Esa tarea más grande, la más importante (y la más pesada), la que probablemente quieras dejar para después si no haces algo al respecto ahora… ¡Esa es la que hace la diferencia! Así que hazla primero, abalánzate sobre ella. Una vez que hayas hecho esa tarea más importante, tu día fluye mucho mejor.

Otra de las razones por la que probablemente estés procrastinando es porque te acostumbraste a trabajar mejor bajo presión. Entonces, ¿qué hacer cuando no fijaste fechas límite para tus proyectos? ¿Qué hacer cuando eres tu propio jefe y no hay nadie que te ponga presión?

  1. Determina plazos y celebra hacerlo a tiempo

Eso. Usa un marco de tiempo para completar tus proyectos y acciones. Programar fechas de inicio y cierre permite acelerar los procesos y tu éxito. Establecer fechas límite obliga a tu cerebro a reducir el enfoque debido a la urgencia de la fecha límite.

Ahora, una cosa importante para que tengas en cuenta: fijar una fecha límite genera un poco de estrés, por eso la mayoría de la gente lo evita, pero ese tipo de estrés es el que precisas para concentrarte más en hacer lo que debes hacer.

¡Y… date un premio si lo terminas a tiempo! El premio no deber ser necesariamente una cosa material, podrías aplaudirte, felicitarte, o usar mi manera de celebrarlo… chocolate 100 % cacao ¡Te lo ganaste, campeón!

  1. Activa tu modo imparable

Utiliza un temporizador para establecer una cantidad de minutos específica en la que no harás más que trabajar. Fija unos 25 minutos, elimina todas las distracciones (teléfono, páginas web, redes sociales, email), y ponte en modo imparable.

Trabaja de manera enfocada, sin detenerte durante ese tramo de tiempo, y observa lo que sucede. Lo más probable es que empieces a tomar ritmo y sigas trabajando a un ritmo muy elevado, incluso una vez pasados los minutos que fijaste. Llegarás a tal nivel de enfoque que ¡no querrás parar!

  1. No lo hagas perfecto ¡HAZLO!

Si estás esperando el momento perfecto, las circunstancias perfectas, los recursos perfectos, las personas perfectas, o no quieres completarlo hasta que hayas perfeccionado tu proyecto… en realidad estás procrastinando, lisa y llanamente. Simplemente ¡HAZLO!

  1. No apagues incendios

Es bastante frustrante ver que la mañana se pasó volando, y aún no hiciste las cosas importantes. Puedes implementar un reseteo de tu día a la una de la tarde. En ese momento, evalúa cuánto lograste, cuánto progresaste en las tareas y proyectos del día. Recuerda las prioridades, y si aún te están esperando en la agenda, aborda lo más importante. No apagues incendios.

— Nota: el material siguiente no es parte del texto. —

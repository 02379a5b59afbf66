// SPDX-License-Identifier: BUSL-1.1
// Copyright (c) 2026 Alfred Jean LLC

//! Pluggable reasoning step
//!
//! The kernel never talks to an LLM provider directly; it drives a
//! [`ChatStep`] implementation one think-step at a time. Provider
//! adapters live outside the kernel, behind this trait.

use crate::tools::ToolSpec;
use aether_core::KernelError;
use async_trait::async_trait;
use parking_lot::Mutex;
use serde::{Deserialize, Serialize};
use std::collections::VecDeque;

#[derive(Debug, Clone, Serialize, Deserialize)]
pub struct ChatMessage {
    pub role: String,
    pub content: String,
}

impl ChatMessage {
    pub fn system(content: impl Into<String>) -> Self {
        Self {
            role: "system".to_string(),
            content: content.into(),
        }
    }

    pub fn user(content: impl Into<String>) -> Self {
        Self {
            role: "user".to_string(),
            content: content.into(),
        }
    }

    pub fn assistant(content: impl Into<String>) -> Self {
        Self {
            role: "assistant".to_string(),
            content: content.into(),
        }
    }

    pub fn tool(content: impl Into<String>) -> Self {
        Self {
            role: "tool".to_string(),
            content: content.into(),
        }
    }
}

#[derive(Debug, Clone, Serialize, Deserialize, PartialEq)]
pub struct ToolCall {
    pub name: String,
    #[serde(default)]
    pub args: serde_json::Value,
}

#[derive(Debug, Clone, Default, Serialize, Deserialize)]
pub struct ChatUsage {
    pub prompt_tokens: u64,
    pub completion_tokens: u64,
}

/// One think-step result.
///
/// An outcome with no tool calls is the terminal marker: the agent has
/// nothing left to do.
#[derive(Debug, Clone, Default)]
pub struct ChatOutcome {
    pub content: Option<String>,
    pub tool_calls: Vec<ToolCall>,
    pub usage: Option<ChatUsage>,
}

/// A single reasoning step against an LLM.
#[async_trait]
pub trait ChatStep: Send + Sync {
    async fn step(
        &self,
        messages: &[ChatMessage],
        tools: &[ToolSpec],
    ) -> Result<ChatOutcome, KernelError>;
}

/// Deterministic `ChatStep` fed from a fixed script.
///
/// Returns outcomes in order and a terminal (empty) outcome once the
/// script is exhausted.
pub struct ScriptedChat {
    script: Mutex<VecDeque<ChatOutcome>>,
}

impl ScriptedChat {
    pub fn new(outcomes: impl IntoIterator<Item = ChatOutcome>) -> Self {
        Self {
            script: Mutex::new(outcomes.into_iter().collect()),
        }
    }

    /// An outcome that thinks aloud and calls one tool.
    pub fn act(thought: &str, tool: &str, args: serde_json::Value) -> ChatOutcome {
        ChatOutcome {
            content: Some(thought.to_string()),
            tool_calls: vec![ToolCall {
                name: tool.to_string(),
                args,
            }],
            usage: None,
        }
    }

    /// A terminal outcome: thought only, no tool call.
    pub fn finish(thought: &str) -> ChatOutcome {
        ChatOutcome {
            content: Some(thought.to_string()),
            tool_calls: Vec::new(),
            usage: None,
        }
    }
}

#[async_trait]
impl ChatStep for ScriptedChat {
    async fn step(
        &self,
        _messages: &[ChatMessage],
        _tools: &[ToolSpec],
    ) -> Result<ChatOutcome, KernelError> {
        Ok(self.script.lock().pop_front().unwrap_or_default())
    }
}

Y en relación a esto es importante que conozcas un principio que se llama principio del 80-20 o principio de Pareto. El principio de Pareto dice que solo el 20 % de tus esfuerzos producen el 80 % de tus resultados.

Esto significa que no solo precisas tener en claro tu estrategia para realizar tus metas, sino que esa estrategia debe ser la correcta, para que tu trabajo sea más efectivo, es decir, usando tu tiempo, recursos y energía en las cosas importantes que realmente producen resultados y te acercan a tus metas.

  1. ¡Actúa!

Al final, todo se reduce a tomar acción. Podrías hacer unos planes geniales, pero si no los ejecutas, no llegas a nada, porque nada va a suceder. Sea lo que sea que debas hacer, porque es prioridad para que progreses, te guste o no te guste, hazlo, o que alguien lo haga para ti. ¡Toma acción!

Ahora, la pregunta es… ¿Tienes que implementar estos 7 hábitos… todos juntos… hoy? No. Empieza por uno o dos, los que más precises en este momento, y recuerda hacerlos hasta que se conviertan en algo automático.